[Collected data entries]
******
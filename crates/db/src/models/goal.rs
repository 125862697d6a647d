//! Goal entity model and DTOs.

use fittogether_core::types::{DbId, Timestamp};
use serde::{Deserialize, Serialize};
use sqlx::FromRow;

/// A goal row from the `goals` table. Goals label challenges the same way
/// tags do, but are surfaced separately in search.
#[derive(Debug, Clone, FromRow, Serialize)]
pub struct Goal {
    pub id: DbId,
    pub name: String,
    pub created_at: Timestamp,
}

/// DTO for creating a new goal.
#[derive(Debug, Clone, Deserialize)]
pub struct CreateGoal {
    pub name: String,
}

/// DTO for replacing the goal set of a challenge.
#[derive(Debug, Clone, Deserialize)]
pub struct SetChallengeGoals {
    pub goal_ids: Vec<DbId>,
}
******
» Your objective:
From the line holding "#[derive(Debug, Clone, FromRow, Serialize)]" through the last line above, reproduce each line exactly and add nothing.

» Result:
#[derive(Debug, Clone, FromRow, Serialize)]
pub struct Goal {
    pub id: DbId,
    pub name: String,
    pub created_at: Timestamp,
}

/// DTO for creating a new goal.
#[derive(Debug, Clone, Deserialize)]
pub struct CreateGoal {
    pub name: String,
}

/// DTO for replacing the goal set of a challenge.
#[derive(Debug, Clone, Deserialize)]
pub struct SetChallengeGoals {
    pub goal_ids: Vec<DbId>,
}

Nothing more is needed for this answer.